The following process installs and stores the server key on the HSM. After you complete this process, storing the Server Key as a non-exportable key on the HSM, the Vault can use it.

Generate the server key

Perform the following steps to generate the server key in the HSM:
1
Stop the Vault server if it is running.
2
Run the following CAVaultManager command to generate the server key on the HSM:
Shell
CAVaultManager.exe GenerateKeyOnHSM /ServerKey
This command generates a new key for the Vault server, stores it in the HSM, and returns the key generation keyword. For example: HSM#5.Each time you create a key generation, the keyword allocated is one number higher than the current server key generation specified in DBParm.ini. To create additional key generations successfully, you must manually delete the first generation of the server key. Otherwise, an error occurs.

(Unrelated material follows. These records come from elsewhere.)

//! Error types for the OpenAuction engine.
//!
//! All errors use the `AU_ERR_` prefix convention for easy grepping in logs.
//! Error codes are grouped by subsystem:
//! - 1xx: Auction lifecycle errors
//! - 2xx: Bid errors
//! - 3xx: Budget errors
//! - 4xx: Queue errors
//! - 9xx: General / internal errors

use rust_decimal::Decimal;
use thiserror::Error;

use crate::{AuctionId, AuctionStatus, PlayerId, TeamId};

/// Central error enum for all OpenAuction operations.
#[derive(Debug, Error)]
pub enum AuctionError {
    // =================================================================
    // Auction Lifecycle Errors (1xx)
    // =================================================================
    /// The requested control action is not valid in the auction's current
    /// status. Names the status the action requires.
    #[error("AU_ERR_100: Precondition failed: {action} requires {required}, auction is {actual}")]
    PreconditionFailed {
        action: &'static str,
        required: &'static str,
        actual: AuctionStatus,
    },

    /// A bid was placed while the auction was not live.
    #[error("AU_ERR_101: Auction is not live (status: {0})")]
    AuctionNotLive(AuctionStatus),

    /// The requested auction does not exist in the registry.
    #[error("AU_ERR_102: Auction not found: {0}")]
    AuctionNotFound(AuctionId),

    /// The bidding team is not registered as a participant of this auction.
    #[error("AU_ERR_103: Team not registered for auction: {0}")]
    TeamNotRegistered(TeamId),

    /// A team attempted to join an auction it already participates in.
    #[error("AU_ERR_104: Team already registered: {0}")]
    TeamAlreadyRegistered(TeamId),

    /// The auction already holds the maximum number of participants.
    #[error("AU_ERR_105: Participant limit reached ({limit} teams)")]
    ParticipantLimitReached { limit: usize },

    // =================================================================
    // Bid Errors (2xx)
    // =================================================================
    /// The bid amount does not beat the current floor (the active bid's
    /// amount, or the player's base price when no bid is active).
    #[error("AU_ERR_200: Bid too low: offered {offered}, minimum {minimum}")]
    BidTooLow { offered: Decimal, minimum: Decimal },

    /// The referenced player is not the auction's current player. Also
    /// returned when a stale settlement retry targets an already-advanced
    /// item (idempotency guard).
    #[error("AU_ERR_201: Not the current player: {requested} (current: {current:?})")]
    NotCurrentPlayer {
        requested: PlayerId,
        current: Option<PlayerId>,
    },

    /// The player is not part of this auction's catalog.
    #[error("AU_ERR_202: Player not found: {0}")]
    PlayerNotFound(PlayerId),

    /// A bid targeted a player whose standing bid was already settled as
    /// won. A settled book only changes through an explicit reset.
    #[error("AU_ERR_203: Player already sold: {0}")]
    PlayerAlreadySold(PlayerId),

    // =================================================================
    // Budget Errors (3xx)
    // =================================================================
    /// The debit would drive the participant's remaining budget negative.
    #[error("AU_ERR_300: Insufficient budget: need {needed}, have {remaining}")]
    InsufficientBudget { needed: Decimal, remaining: Decimal },

    // =================================================================
    // Queue Errors (4xx)
    // =================================================================
    /// The auction cannot start: its player queue is empty.
    #[error("AU_ERR_400: Player queue is empty")]
    EmptyQueue,

    /// The player is not in the pending queue.
    #[error("AU_ERR_401: Player not in queue: {0}")]
    PlayerNotInQueue(PlayerId),

    /// The player catalog is larger than a single auction queue may hold.
    #[error("AU_ERR_402: Queue over capacity: {offered} players, limit {limit}")]
    QueueOverCapacity { offered: usize, limit: usize },

    // =================================================================
    // General / Internal (9xx)
    // =================================================================
    /// Unrecoverable internal error.
    #[error("AU_ERR_900: Internal error: {0}")]
    Internal(String),

    /// Serialization / deserialization error.
    #[error("AU_ERR_901: Serialization error: {0}")]
    Serialization(String),
}

/// Crate-wide `Result` alias.
pub type Result<T> = std::result::Result<T, AuctionError>;

impl From<serde_json::Error> for AuctionError {
    fn from(err: serde_json::Error) -> Self {
        Self::Serialization(err.to_string())
    }
}

#[cfg(test)]
mod tests {
    use super::*;

    #[test]
    fn error_display_contains_prefix() {
        let err = AuctionError::AuctionNotFound(AuctionId::new());
        let msg = format!("{err}");
        assert!(msg.starts_with("AU_ERR_102"), "Got: {msg}");
    }

    #[test]
    fn bid_too_low_display() {
        let err = AuctionError::BidTooLow {
            offered: Decimal::new(1000, 0),
            minimum: Decimal::new(1500, 0),
        };
        let msg = format!("{err}");
        assert!(msg.contains("AU_ERR_200"));
        assert!(msg.contains("1000"));
        assert!(msg.contains("1500"));
    }

    #[test]
    fn precondition_failed_display() {
        let err = AuctionError::PreconditionFailed {
            action: "pause",
            required: "LIVE",
            actual: AuctionStatus::Upcoming,
        };
        let msg = format!("{err}");
        assert!(msg.contains("AU_ERR_100"));
        assert!(msg.contains("pause"));
        assert!(msg.contains("LIVE"));
        assert!(msg.contains("UPCOMING"));
    }

    #[test]
    fn all_errors_have_au_err_prefix() {
        let errors: Vec<Box<dyn std::error::Error>> = vec![
            Box::new(AuctionError::EmptyQueue),
            Box::new(AuctionError::AuctionNotLive(AuctionStatus::Paused)),
            Box::new(AuctionError::PlayerNotInQueue(PlayerId::new())),
            Box::new(AuctionError::TeamNotRegistered(TeamId::new())),
            Box::new(AuctionError::ParticipantLimitReached { limit: 64 }),
            Box::new(AuctionError::PlayerAlreadySold(PlayerId::new())),
            Box::new(AuctionError::QueueOverCapacity {
                offered: 10_001,
                limit: 10_000,
            }),
            Box::new(AuctionError::Internal("test".into())),
        ];
        for err in errors {
            let msg = format!("{err}");
            assert!(
                msg.starts_with("AU_ERR_"),
                "Error missing AU_ERR_ prefix: {msg}"
            );
        }
    }
}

If the ServerKey parameter in the CAVaultManager command specifies a path instead of an HSM keyword, the first key generation is created (such as HSM#1).
3
Re-encrypt the Vault data and metadata with the newly generated keys on the HSM. Run the following ChangeServerKeys command to change the encryption keys used for the Vault server:
Shell
ChangeServerKeys PathToKeys PathToEmergencyFile HSMKeyword
For example, the following command re-encrypts the Vault data and metadata with the encryption keys in K:\PrivateArk\Keys, and the HSM#1 key becomes the server key.
None
ChangeServerKeys K:\PrivateArk\Keys K:\PrivateArk\Keys\VaultEmergency.pass HSM#1
4
Open DBParm.ini and specify in the ServerKey parameter the value of the key generation version returned by the preceding CAVaultManager command, as shown in the following output example:
None
ServerKey=HSM#1
5
Start the Vault server and ensure you can log onto the Vault.